Рак является основной причиной смерти во всем мире, а рак молочной железы является наиболее распространенным раком у женщин26,27,28лет. Чтобы имитировать сложное микроокружение рака молочной железы, сфероиды рака молочной железы следует культивировать с использованием клеток, которые играют заметную роль в опухолях молочной железы, то есть эпителиальных клеток, эндотелиальных клеток, фибробластов и / или иммунных клеток. Кроме того, для сфероида, представляющего рак молочной железы, также следует учитывать экспрессию рецепторов женских гормонов (рецепторов эстрогена / прогестерона), способность сохранять гистологический статус опухоли пациента и способность имитировать ответ на терапию. Исследования показали, что 3D кокультурные системы имеют клеточную организацию, аналогичную таковой первичной ткани in vivo,обладают способностью реагировать в режиме реального времени на раздражители и имеют функциональные андрогенные рецепторы29,30,31,32. Следовательно, подобный подход может быть полезен для имитации опухоли молочной железы in vitro. Целью текущего протокола является установление нового метода генерации сфероидов рака молочной железы. Этот метод использует эстроген-рецептор-положительные клетки MCF-7 (увековеченная клеточная линия эпителиальных клеток человека) и сосудистые эндотелиальные клетки (HUVECs) или лимфатические эндотелиальные клетки (HMVEC-DNeo) для создания модели, которая имитирует или близко отражает взаимодействия между этими клетками в опухоли. Хотя MCF-7 (эстроген-чувствительные) и эндотелиальные клетки были использованы для разработки сфероидов в настоящем исследовании, другие клетки, такие как фибробласты, которые составляют ~ 80% массы опухоли молочной железы, также могут быть объединены в будущем, чтобы лучше представлять и имитировать опухоль молочной железы.

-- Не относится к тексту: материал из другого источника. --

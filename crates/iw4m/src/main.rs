use std::env;
use std::path::{Path, PathBuf};

use anyhow::{Context, Result};
use clap::{ArgAction, Args, CommandFactory, Parser, Subcommand};
use iw4m_core::config::{
    ConsoleConfig, ConsoleConfigPatch, DEFAULT_CONFIG_PATH, ENV_SERVER_ID, ENV_TIMEOUT_MS,
    ENV_URL, load_config, patch_console_config,
};
use iw4m_core::{Console, ConsoleClient, ConsoleError, FindPlayerQuery};
use serde::Serialize;
use tracing::debug;
use tracing_subscriber::EnvFilter;

const LOG_ENV: &str = "IW4M_LOG";

#[derive(Debug, Parser)]
#[command(
    name = "iw4m",
    version,
    about = "Query an IW4MAdmin web console from the command line",
    disable_help_subcommand = true
)]
struct Cli {
    #[arg(long, global = true, value_name = "PATH")]
    config: Option<PathBuf>,
    #[arg(long, global = true, value_name = "URL", help = "Console base URL")]
    url: Option<String>,
    #[arg(long, global = true, value_name = "ID", help = "Server id used for commands")]
    server_id: Option<String>,
    #[arg(long, global = true, value_name = "MS", help = "Per-request timeout")]
    timeout_ms: Option<u64>,
    #[arg(short, long, global = true, action = ArgAction::Count, help = "Raise log verbosity")]
    verbose: u8,
    #[command(subcommand)]
    command: Option<Commands>,
}

#[derive(Debug, Subcommand)]
enum Commands {
    #[command(about = "Raw /api/status response")]
    Status,
    #[command(about = "Raw /api/info response")]
    Info,
    #[command(about = "Run !uptime on the configured server")]
    Uptime,
    #[command(name = "login-token")]
    LoginToken,
    #[command(about = "Command documentation grouped by category")]
    Help,
    Map,
    Mode,
    Version,
    #[command(about = "Identity of the session cookie's account")]
    Whoami,
    #[command(about = "Map, mode, version, identity, chat and roster in one request")]
    Summary,
    Rules,
    Reports,
    Servers,
    #[command(about = "Execute a console command")]
    Exec(ExecArgs),
    Chat,
    Find(FindArgs),
    Players,
    Roles(RolesArgs),
    #[command(name = "recent-clients")]
    RecentClients(RecentClientsArgs),
    #[command(name = "audit-log")]
    AuditLog(AuditLogArgs),
    Admins(AdminsArgs),
    Top(TopArgs),
    Stats(ClientArgs),
    #[command(name = "advanced-stats")]
    AdvancedStats(ClientArgs),
    Client(ClientArgs),
    Xuid(XuidArgs),
    Name(ClientArgs),
    Config(ConfigArgs),
}

#[derive(Debug, Args)]
struct ExecArgs {
    command: String,
}

#[derive(Debug, Args)]
struct FindArgs {
    name: String,
    #[arg(long, default_value = "")]
    client_id: String,
    #[arg(long, default_value = "")]
    xuid: String,
    #[arg(long)]
    count: Option<i64>,
    #[arg(long)]
    offset: Option<i64>,
    #[arg(long, allow_hyphen_values = true)]
    direction: Option<i64>,
}

#[derive(Debug, Args)]
struct RolesArgs {
    #[arg(long, help = "List raw permission level values instead of display names")]
    levels: bool,
}

#[derive(Debug, Args)]
struct RecentClientsArgs {
    #[arg(long, default_value_t = 0)]
    offset: u32,
}

#[derive(Debug, Args)]
struct AuditLogArgs {
    #[arg(long, default_value_t = 10)]
    count: usize,
    #[arg(long, help = "Only the most recent entry")]
    latest: bool,
}

#[derive(Debug, Args)]
struct AdminsArgs {
    #[arg(long, default_value = "", help = "Role table to read (default: all)")]
    role: String,
    #[arg(long, default_value_t = 0, help = "Maximum entries, 0 for no limit")]
    count: usize,
}

#[derive(Debug, Args)]
struct TopArgs {
    #[arg(long, default_value_t = 0)]
    offset: u32,
    #[arg(long, default_value_t = 10)]
    count: u32,
}

#[derive(Debug, Args)]
struct ClientArgs {
    client_id: String,
}

#[derive(Debug, Args)]
struct XuidArgs {
    name: String,
}

#[derive(Debug, Args)]
struct ConfigArgs {
    #[command(subcommand)]
    command: ConfigSubcommand,
}

#[derive(Debug, Subcommand)]
enum ConfigSubcommand {
    #[command(about = "Print the config file contents (cookie redacted)")]
    Show,
    #[command(about = "Update [console] keys in the config file")]
    Set {
        #[arg(long)]
        url: Option<String>,
        #[arg(long)]
        server_id: Option<String>,
        #[arg(long)]
        cookie: Option<String>,
    },
}

struct ConnectionFlags {
    url: Option<String>,
    server_id: Option<String>,
    timeout_ms: Option<u64>,
}

fn main() -> Result<()> {
    let Cli {
        config,
        url,
        server_id,
        timeout_ms,
        verbose,
        command,
    } = Cli::parse();
    dotenvy::dotenv().ok();
    init_tracing(verbose);

    let Some(command) = command else {
        let mut command = Cli::command();
        command.print_help()?;
        println!();
        return Ok(());
    };
    let config_path = config.unwrap_or_else(|| PathBuf::from(DEFAULT_CONFIG_PATH));
    let command = match command {
        Commands::Config(ConfigArgs { command }) => return run_config(&config_path, command),
        other => other,
    };

    let flags = ConnectionFlags {
        url,
        server_id,
        timeout_ms,
    };
    let console = connect(&flags, &config_path)?;
    run_command(&console, command)
        .map_err(|error| annotate_transport_error(error, &console.gateway().settings().base_url))
}

/// Name the console in transport failures so a wrong `--url` is obvious.
fn annotate_transport_error(error: anyhow::Error, base_url: &str) -> anyhow::Error {
    let transport_failure = error
        .downcast_ref::<ConsoleError>()
        .is_some_and(ConsoleError::is_transport);
    if transport_failure {
        error.context(format!("console at {base_url} could not serve the request"))
    } else {
        error
    }
}

fn run_command(console: &Console<ConsoleClient>, command: Commands) -> Result<()> {
    match command {
        Commands::Status => print_body(console.status()?),
        Commands::Info => print_body(console.info()?),
        Commands::Uptime => print_body(console.server_uptime()?),
        Commands::LoginToken => print_body(console.login_token()?),
        Commands::Help => print_json(&console.help()?),
        Commands::Map => print_json(&console.map_name()?),
        Commands::Mode => print_json(&console.game_mode()?),
        Commands::Version => print_json(&console.version()?),
        Commands::Whoami => print_json(&console.logged_in_as()?),
        Commands::Summary => print_json(&console.summary()?),
        Commands::Rules => print_json(&console.rules()?),
        Commands::Reports => print_json(&console.reports()?),
        Commands::Servers => print_json(&console.server_ids()?),
        Commands::Exec(ExecArgs { command }) => print_body(
            console
                .send_command(&command)
                .with_context(|| format!("failed to execute {command:?}"))?,
        ),
        Commands::Chat => print_json(&console.read_chat()?),
        Commands::Find(args) => print_json(&console.find_player(&FindPlayerQuery {
            name: args.name,
            client_id: args.client_id,
            xuid: args.xuid,
            count: args.count,
            offset: args.offset,
            direction: args.direction,
        })?),
        Commands::Players => print_json(&console.players()?),
        Commands::Roles(RolesArgs { levels }) => {
            if levels {
                print_json(&console.admin_roles()?)
            } else {
                print_json(&console.roles()?)
            }
        }
        Commands::RecentClients(RecentClientsArgs { offset }) => {
            print_json(&console.recent_clients(offset)?)
        }
        Commands::AuditLog(AuditLogArgs { count, latest }) => {
            if latest {
                print_json(&console.recent_audit_log()?)
            } else {
                print_json(&console.audit_logs(count)?)
            }
        }
        Commands::Admins(AdminsArgs { role, count }) => print_json(&console.admins(&role, count)?),
        Commands::Top(TopArgs { offset, count }) => print_json(&console.top_players(offset, count)?),
        Commands::Stats(ClientArgs { client_id }) => print_body(console.player_stats(&client_id)?),
        Commands::AdvancedStats(ClientArgs { client_id }) => {
            print_json(&console.advanced_stats(&client_id)?)
        }
        Commands::Client(ClientArgs { client_id }) => print_json(&console.client_info(&client_id)?),
        Commands::Xuid(XuidArgs { name }) => print_json(&console.xuid_from_name(&name)?),
        Commands::Name(ClientArgs { client_id }) => {
            print_json(&console.name_from_client_id(&client_id)?)
        }
        Commands::Config(_) => unreachable!(),
    }
}

fn init_tracing(verbose: u8) {
    let fallback = match verbose {
        0 => "warn",
        1 => "info",
        2 => "debug",
        _ => "trace",
    };
    let filter = EnvFilter::try_from_env(LOG_ENV).unwrap_or_else(|_| EnvFilter::new(fallback));
    tracing_subscriber::fmt()
        .with_env_filter(filter)
        .with_writer(std::io::stderr)
        .with_target(false)
        .init();
}

/// Resolve connection settings with precedence flag > env > config file > default.
fn connect(flags: &ConnectionFlags, config_path: &Path) -> Result<Console<ConsoleClient>> {
    let config = load_config(config_path)?;
    let timeout_ms = flags.timeout_ms.map(|value| value.to_string());
    let settings = config.resolve_with(|key| {
        let flag = match key {
            ENV_URL => flags.url.clone(),
            ENV_SERVER_ID => flags.server_id.clone(),
            ENV_TIMEOUT_MS => timeout_ms.clone(),
            _ => None,
        };
        flag.or_else(|| env::var(key).ok())
    })?;
    debug!(
        base_url = %settings.base_url,
        server_id = %settings.server_id,
        has_cookie = settings.cookie.is_some(),
        "resolved console settings"
    );
    Console::connect(settings).context("failed to build console HTTP client")
}

fn run_config(config_path: &Path, command: ConfigSubcommand) -> Result<()> {
    match command {
        ConfigSubcommand::Show => {
            let mut config: ConsoleConfig = load_config(config_path)?;
            if config.console.cookie.is_some() {
                config.console.cookie = Some("<redacted>".to_string());
            }
            println!("config_path: {}", normalize_path(config_path));
            print_json(&config)
        }
        ConfigSubcommand::Set {
            url,
            server_id,
            cookie,
        } => {
            let patch = ConsoleConfigPatch {
                set_url: url,
                set_server_id: server_id,
                set_cookie: cookie,
            };
            let wrote = patch_console_config(config_path, &patch)?;
            if wrote {
                println!("updated {}", normalize_path(config_path));
            } else {
                println!("no changes to {}", normalize_path(config_path));
            }
            Ok(())
        }
    }
}

fn print_json<T: Serialize + ?Sized>(value: &T) -> Result<()> {
    println!("{}", serde_json::to_string_pretty(value)?);
    Ok(())
}

fn print_body(body: String) -> Result<()> {
    println!("{body}");
    Ok(())
}

fn normalize_path(path: &Path) -> String {
    path.to_string_lossy().replace('\\', "/")
}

Существует несколько методов образования сфероидов, таких как: 1) метод висячих капель, который использует гравитацию33,34; 2) метод магнитной левитации, использующий магнитные наночастицы, подвергающиеся воздействию внешнего магнита35,и 3) сфероидный микропластинчатый метод, который выполняется путем посева клеток на пластины с низким креплением36,37. На основе существующих методов, в которых используется только один тип клеток, настоящий протокол был оптимизирован с использованием эпителиальных и эндотелиальных клеток для лучшей имитации условий роста опухолей рака молочной железы in vivo38,39,40,41. Этот метод может быть легко достигнут в лаборатории при низких затратах и с минимальными требованиями к оборудованию. Основываясь на потребностях / целях лаборатории, были использованы различные подходы для формирования сфероидов и получения соответствующего клеточного материала из этих сфероидов. В этом контексте для анализа ДНК, РНК или белка 3D-сфероиды производятся путем совместного культивирования эндотелиальных и эпителиальных клеток методом висячей капли. Однако для функциональных исследований, например, для мониторинга роста клеток после короткой интерферирующей (siRNA) трансфекции и/или гормональной терапии, сфероиды генерируются с использованием U-нижних пластин.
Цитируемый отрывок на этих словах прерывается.